Requesting a `ServiceAccountTokenVolumeProjection` is not available in {product-title} 4.1. The
authenticator required to honor the token is not enabled in this release, and
the kubelet will present an error if a `ServiceAccountTokenVolumeProjection` is used. 

This has been added to the 4.1 release note tracker here (which will be merged closer to GA) :


Comment 8 Mo 2019-05-29 18:32:49 UTC
For completeness:

The TokenRequest API is not available in {product-title} 4.1.

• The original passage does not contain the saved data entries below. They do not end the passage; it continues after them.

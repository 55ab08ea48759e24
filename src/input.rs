//! Button edge detection
//!
//! Raw button levels are sampled once per frame and compared with the previous
//! sample to produce [`ButtonState`]s. The simulation only ever sees the
//! resulting [`InputSnapshot`].

use serde::{Deserialize, Serialize};

use crate::sim::Direction;

/// Buttons the game reads
#[derive(Debug, Clone, Copy, PartialEq, Eq, Serialize, Deserialize)]
pub enum Button {
    Left,
    Right,
    Up,
    Down,
    Action,
}

impl Button {
    pub const ALL: [Button; 5] = [
        Button::Left,
        Button::Right,
        Button::Up,
        Button::Down,
        Button::Action,
    ];

    /// Directional buttons in the order they win when several are held
    pub const DIRECTIONS: [(Button, Direction); 4] = [
        (Button::Left, Direction::Left),
        (Button::Right, Direction::Right),
        (Button::Up, Direction::Up),
        (Button::Down, Direction::Down),
    ];

    fn index(self) -> usize {
        self as usize
    }
}

/// Per-frame state of a button
#[derive(Debug, Clone, Copy, PartialEq, Eq, Default, Serialize, Deserialize)]
pub enum ButtonState {
    #[default]
    Up,
    Down,
    /// Went down this frame
    Pressed,
    /// Went up this frame
    Released,
}

impl ButtonState {
    /// Down or freshly pressed
    pub fn is_held(self) -> bool {
        matches!(self, ButtonState::Down | ButtonState::Pressed)
    }
}

/// Button states for one frame
#[derive(Debug, Clone, Copy, PartialEq, Eq, Default, Serialize, Deserialize)]
pub struct InputSnapshot {
    states: [ButtonState; 5],
}

impl InputSnapshot {
    pub fn get(&self, button: Button) -> ButtonState {
        self.states[button.index()]
    }

    pub fn with(mut self, button: Button, state: ButtonState) -> Self {
        self.states[button.index()] = state;
        self
    }

    /// Snapshot with a single button freshly pressed
    pub fn pressed(button: Button) -> Self {
        Self::default().with(button, ButtonState::Pressed)
    }

    /// Snapshot with a single button held from an earlier frame
    pub fn held(button: Button) -> Self {
        Self::default().with(button, ButtonState::Down)
    }

    /// First held direction in priority order, and whether it was pressed this frame
    pub fn direction(&self) -> Option<(Direction, bool)> {
        Button::DIRECTIONS.iter().find_map(|(button, dir)| {
            let state = self.get(*button);
            state
                .is_held()
                .then_some((*dir, state == ButtonState::Pressed))
        })
    }
}

/// Turns raw button levels into edge states
#[derive(Debug, Clone, Default)]
pub struct InputTracker {
    previous: [bool; 5],
}

impl InputTracker {
    pub fn new() -> Self {
        Self::default()
    }

    /// Sample the raw levels (indexed like [`Button::ALL`]) for this frame
    pub fn poll(&mut self, raw: [bool; 5]) -> InputSnapshot {
        let mut snapshot = InputSnapshot::default();
        for button in Button::ALL {
            let i = button.index();
            let state = match (self.previous[i], raw[i]) {
                (false, true) => ButtonState::Pressed,
                (true, true) => ButtonState::Down,
                (true, false) => ButtonState::Released,
                (false, false) => ButtonState::Up,
            };
            snapshot = snapshot.with(button, state);
        }
        self.previous = raw;
        snapshot
    }
}

/// Raw levels with only `buttons` down
pub fn raw_levels(buttons: &[Button]) -> [bool; 5] {
    let mut raw = [false; 5];
    for b in buttons {
        raw[b.index()] = true;
    }
    raw
}
//! Demo pilot
//!
//! Plays a stage with seeded random button presses. The same seed always
//! produces the same run.

use rand::{Rng, SeedableRng};
use rand_pcg::Pcg32;

use crate::input::{Button, raw_levels};

/// Frames a direction is held, inclusive range
const HOLD_FRAMES: (u32, u32) = (1, 40);
/// Frames with nothing held between presses
const REST_FRAMES: (u32, u32) = (0, 8);

/// Generates raw button levels for unattended play
#[derive(Debug, Clone)]
pub struct DemoPilot {
    rng: Pcg32,
    current: Option<Button>,
    remaining: u32,
}

impl DemoPilot {
    pub fn new(seed: u64) -> Self {
        log::info!("Demo pilot seeded with {}", seed);
        Self {
            rng: Pcg32::seed_from_u64(seed),
            current: None,
            remaining: 0,
        }
    }

    /// Raw levels for the next frame. Never presses Action.
    pub fn next_levels(&mut self) -> [bool; 5] {
        if self.remaining == 0 {
            // Alternate between holding a direction and resting so presses stay fresh
            if self.current.is_some() {
                self.current = None;
                self.remaining = self.rng.random_range(REST_FRAMES.0..=REST_FRAMES.1);
            } else {
                let (button, _) = Button::DIRECTIONS[self.rng.random_range(0..4)];
                self.current = Some(button);
                self.remaining = self.rng.random_range(HOLD_FRAMES.0..=HOLD_FRAMES.1);
            }
        }
        self.remaining = self.remaining.saturating_sub(1);

        match self.current {
            Some(button) => raw_levels(&[button]),
            None => raw_levels(&[]),
        }
    }
}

Requesting a `ServiceAccountTokenVolumeProjection` volume is not available in {product-title} 4.1.
The kubelet will present an error if a `ServiceAccountTokenVolumeProjection` is used. 

The authenticator required to honor these tokens is not enabled in this release.

Comment 9 Andrew Taylor 2019-05-29 19:42:33 UTC
Excellent, thank you Mo. I've pushed updated the text verbatim.

Setting this bug to verified, and will move it to release pending when it has been merged per documentation standards.

Comment 10 Andrew Taylor 2019-06-05 13:18:50 UTC
These changes are now live since OCP 4.1 has GA'ed, closing this bug as current release.